By now, the chemo effects have gotten much more pronounced and I would say I take an ativan almost every day, usually a bedtime. I have this neuropathy (nerve pain in my hands, arms and shoulders) and while the ativan doesn't have any effect on the pain, it does reduce my anxiety about the pain. I take a couple of ibuprofen as well, and that seems to allow me to sleep. But I'm worried about becoming dependent on the ativan. Saturday I felt pretty good and didn't take an ativan that night. I slept really badly although I don't know if it was because I hadn't taken the ativan or if it was just one of those nights. Sunday was not a good day, either physically or emotionally. Last night, my arms were aching so I took the ibuprofen and the ativan. I slept and this morning I feel much, much better.

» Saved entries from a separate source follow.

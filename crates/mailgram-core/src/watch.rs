//! The watch loop: connect, drain unseen mail, idle, repeat.

use std::time::Duration;

use mailgram_telegram::ChatApi;
use tokio_util::sync::CancellationToken;

use crate::config::{Config, QuoteMode};
use crate::delivery::Deliverer;
use crate::error::Result;
use crate::filter::{FilterDecision, FilterRule};
use crate::mailbox::{BackoffStep, IdleOutcome, MailItem, MailboxConnector, MailboxSession};
use crate::render::HtmlRenderer;
use crate::transform::parse_message;

/// Unseen messages fetched per round trip.
pub const BATCH_SIZE: usize = 5;

/// Pause between batches.
pub const BATCH_PAUSE: Duration = Duration::from_millis(500);

/// Counts from one pass over the unseen messages.
#[derive(Debug, Clone, Copy, Default, PartialEq, Eq)]
pub struct DrainStats {
    /// Delivered and finalized.
    pub delivered: usize,
    /// Skipped by the filters and marked seen.
    pub filtered: usize,
    /// Not delivered; left unseen for the next pass.
    pub failed: usize,
}

enum ItemOutcome {
    Delivered,
    Filtered,
    Failed,
}

/// Forwards new mail until cancelled.
pub struct WatchLoop<C: MailboxConnector, A, R> {
    session: MailboxSession<C>,
    deliverer: Deliverer<A, R>,
    filter: FilterRule,
    quote_mode: QuoteMode,
    idle_timeout: Duration,
    batch_pause: Duration,
    cancel: CancellationToken,
}

impl<C, A, R> WatchLoop<C, A, R>
where
    C: MailboxConnector,
    A: ChatApi,
    R: HtmlRenderer,
{
    /// Creates a loop over `session` delivering through `deliverer`.
    pub fn new(
        session: MailboxSession<C>,
        deliverer: Deliverer<A, R>,
        config: &Config,
        cancel: CancellationToken,
    ) -> Self {
        Self {
            session,
            deliverer,
            filter: config.filter.clone(),
            quote_mode: config.forwarding.quote_mode,
            idle_timeout: config.imap.idle_timeout,
            batch_pause: BATCH_PAUSE,
            cancel,
        }
    }

    /// Sets the pause between batches.
    #[must_use]
    pub const fn with_batch_pause(mut self, pause: Duration) -> Self {
        self.batch_pause = pause;
        self
    }

    /// Returns the mailbox session.
    pub const fn session(&self) -> &MailboxSession<C> {
        &self.session
    }

    /// Returns the deliverer.
    pub const fn deliverer(&self) -> &Deliverer<A, R> {
        &self.deliverer
    }

    /// Runs until the token is cancelled.
    ///
    /// # Errors
    ///
    /// Returns an error only for failures that reconnecting cannot fix:
    /// rejected credentials or a missing source folder.
    pub async fn run(&mut self) -> Result<()> {
        tracing::info!(
            folder = %self.session.mailbox(),
            idle_timeout_secs = self.idle_timeout.as_secs(),
            filters = self.filter.is_active(),
            "Watching mailbox"
        );

        while !self.cancel.is_cancelled() {
            if !self.session.state().connected {
                match self.session.connect().await {
                    Ok(()) => {}
                    Err(e) if e.is_fatal() => {
                        tracing::error!(error = %e, "Cannot watch mailbox");
                        self.session.close().await;
                        return Err(e.into());
                    }
                    Err(e) => {
                        tracing::warn!(error = %e, "Connection failed");
                        self.back_off().await;
                        continue;
                    }
                }
            }

            match self.drain().await {
                Ok(stats) if stats != DrainStats::default() => {
                    tracing::info!(
                        delivered = stats.delivered,
                        filtered = stats.filtered,
                        failed = stats.failed,
                        "Processed unseen messages"
                    );
                }
                Ok(_) => {}
                Err(e) => {
                    tracing::warn!(error = %e, "Processing unseen messages failed");
                    self.back_off().await;
                    continue;
                }
            }

            if let Err(e) = self.wait_for_mail().await {
                tracing::warn!(error = %e, "Idle wait failed");
                self.back_off().await;
            }
        }

        tracing::info!("Stopping mailbox watch");
        self.session.close().await;
        Ok(())
    }

    /// Waits through the backoff delay unless cancelled.
    async fn back_off(&mut self) {
        let step = self.session.record_failure();
        match step {
            BackoffStep::Retry(delay) => {
                tracing::info!(delay_secs = delay.as_secs(), "Reconnecting after delay");
            }
            BackoffStep::Cooldown(delay) => {
                tracing::warn!(
                    delay_secs = delay.as_secs(),
                    "Too many consecutive failures, pausing"
                );
            }
        }
        tokio::select! {
            () = self.cancel.cancelled() => {}
            () = tokio::time::sleep(step.delay()) => {}
        }
    }

    /// Idles until new mail, the idle timeout or cancellation.
    ///
    /// Cancellation ends IDLE cleanly so the connection can still log out.
    /// A keep-alive that hangs is abandoned on cancellation and otherwise
    /// fails after [`crate::mailbox::COMMAND_TIMEOUT`].
    async fn wait_for_mail(&mut self) -> crate::mailbox::Result<()> {
        let outcome = self
            .session
            .idle_wait(self.idle_timeout, &self.cancel)
            .await?;
        match outcome {
            IdleOutcome::NewData => tracing::debug!("Mailbox changed"),
            IdleOutcome::Stopped => tracing::debug!("Idle stopped"),
            IdleOutcome::Timeout => {
                tracing::debug!("Idle timeout, sending keep-alive");
                let cancel = self.cancel.clone();
                tokio::select! {
                    () = cancel.cancelled() => {}
                    result = self.session.noop() => result?,
                }
            }
        }
        Ok(())
    }

    /// Processes every unseen message in batches.
    ///
    /// Stops early when cancelled, after the in-flight message.
    async fn drain(&mut self) -> crate::mailbox::Result<DrainStats> {
        let mut stats = DrainStats::default();
        let uids = self.session.list_unseen().await?;
        if uids.is_empty() {
            return Ok(stats);
        }
        tracing::info!(count = uids.len(), "Found unseen messages");

        for (i, batch) in uids.chunks(BATCH_SIZE).enumerate() {
            if i > 0 {
                tokio::select! {
                    () = self.cancel.cancelled() => {}
                    () = tokio::time::sleep(self.batch_pause) => {}
                }
            }
            if self.cancel.is_cancelled() {
                break;
            }

            let items = self.session.fetch_raw(batch).await?;
            for item in items {
                match self.process(item).await? {
                    ItemOutcome::Delivered => stats.delivered += 1,
                    ItemOutcome::Filtered => stats.filtered += 1,
                    ItemOutcome::Failed => stats.failed += 1,
                }
                if self.cancel.is_cancelled() {
                    return Ok(stats);
                }
            }
        }
        Ok(stats)
    }

    /// Delivers one message and finalizes it. Only mailbox errors propagate.
    async fn process(&mut self, item: MailItem) -> crate::mailbox::Result<ItemOutcome> {
        let uid = item.uid;
        let message = parse_message(&item.raw, self.quote_mode);
        tracing::debug!(uid, subject = %message.subject, "Parsed message");

        if let FilterDecision::Skip(reason) = self.filter.decide(&message.sender, &message.subject)
        {
            tracing::info!(uid, reason = reason.as_str(), "Skipping filtered message");
            self.session.mark_seen(uid).await?;
            return Ok(ItemOutcome::Filtered);
        }

        let report = self.deliverer.deliver(&message).await;
        if !report.is_delivered() {
            tracing::warn!(uid, "Delivery failed, leaving message unseen");
            return Ok(ItemOutcome::Failed);
        }
        if report.chunks_failed > 0 || report.attachments_failed > 0 {
            tracing::warn!(
                uid,
                chunks_failed = report.chunks_failed,
                attachments_failed = report.attachments_failed,
                "Message partly delivered"
            );
        }

        self.session.finalize(uid).await?;
        tracing::info!(uid, subject = %message.subject, "Forwarded message");
        Ok(ItemOutcome::Delivered)
    }
}
//! Handling of quoted replies and forwarded blocks.

use std::sync::LazyLock;

use regex::Regex;

use crate::config::QuoteMode;
use crate::transform::pattern;

/// Body used when everything in a non-blank body was quoted.
pub const QUOTED_CONTENT_REMOVED: &str = "(quoted content removed)";

/// Lines that introduce a quoted reply.
static INTRO: LazyLock<Regex> = LazyLock::new(|| {
    pattern(
        r"(?is)^(on\s.*?wrote:|am\s.*?schrieb.*?:|le\s.*?a écrit\s?:|在\s.*?写道[：:]|from:.*?subject:.*?date:)",
    )
});

/// Separators that open a forwarded or original message.
static SEPARATOR: LazyLock<Regex> = LazyLock::new(|| {
    pattern(
        r"(?i)^-+\s*(.*?forwarded message.*?|original message|ursprüngliche nachricht|message d'origine|原始邮件|转发的邮件)\s*-+$",
    )
});

/// One or more leading `>` markers.
static MARKERS: LazyLock<Regex> = LazyLock::new(|| pattern(r"^(>\s*)+"));

fn is_quote_header(line: &str) -> bool {
    let trimmed = line.trim();
    INTRO.is_match(trimmed) || SEPARATOR.is_match(trimmed)
}

/// Applies the quote policy to a decoded body. The result is trimmed.
#[must_use]
pub fn handle_quotes(body: &str, mode: QuoteMode) -> String {
    match mode {
        QuoteMode::Remove => remove(body),
        QuoteMode::Markdown => body
            .lines()
            .map(|line| {
                if is_quote_header(line) {
                    format!("> {}", line.trim())
                } else if MARKERS.is_match(line) {
                    format!("> {}", MARKERS.replace(line, "").trim_start())
                } else {
                    line.to_string()
                }
            })
            .collect::<Vec<_>>()
            .join("\n")
            .trim()
            .to_string(),
        QuoteMode::PreserveText => body
            .lines()
            .filter(|line| !is_quote_header(line))
            .map(|line| MARKERS.replace(line, ""))
            .collect::<Vec<_>>()
            .join("\n")
            .trim()
            .to_string(),
    }
}

/// Keeps only what precedes the first quote header or quoted line.
fn remove(body: &str) -> String {
    let kept: Vec<&str> = body
        .lines()
        .take_while(|line| !is_quote_header(line) && !MARKERS.is_match(line))
        .collect();
    let result = kept.join("\n").trim().to_string();
    if result.is_empty() && !body.trim().is_empty() {
        QUOTED_CONTENT_REMOVED.to_string()
    } else {
        result
    }
}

I did what I always do. I went searching the web. I found one site that said habituation can develop in just 2 to 4 weeks of regular use. So I don't know what to do. Maybe tonight, if I'm having pain, I'll try half an ativan and I'll ask Dr. Schnurr about it on Thursday.

I feel like one of those Hollywood people who explain that they are checking into Betty Ford because they developed an addiction to pain medication after an injury. Picture me hear standing in front a microphone, taking responsibility for my problem and all that rot, okay?

My sister is flying in today from New Mexico to spend a week with me. I can't wait.

Saturday, February 19, 2005


I'm team teaching a workshop (it meets five Saturdays) with the poet Carolyne Wright and this morning was the first class. It was delightful to be teaching again. Particularly delightful to be teaching in an environment where I didn't have to grade papers. Carolyne was generous enough to let me teach this class, and to teach the next. I'll have chemo #7 on Thursday and so won't be so sharp next Saturday.

The students are primarily interested in memoir and poetry. So I taught a memoir exercise and then did an exercise on narrative. Carolyne is a poet who's book Seasons of Mangoes and BrainFire won a number of prizes. She's got some lovely poems in Ploughshares. I only hope I have enough of a brain next Saturday to be able to learn something from her.

Thursday, February 17, 2005


It was just announced that Arlen Spector has Hodgkins Lymphoma. I am pissed. I have no desire to share anything, even a disease, with that man.

Alternate Maureen

I can't remember when I first started seeing articles about Cindy Sherman but I was living in New York. She's a photographer who creates little photographic fragments of narrative using herself as a model with props, make-up and wigs. Her early images often trade on stock figures but her later images become less tied to 'the bad girl' or 'the jaded woman in her forties' or 'the bird in the gilded cage.' In my adventures with wigs, I have been thinking lately about Cindy Sherman and her costumes and her wigs and her pots of paint.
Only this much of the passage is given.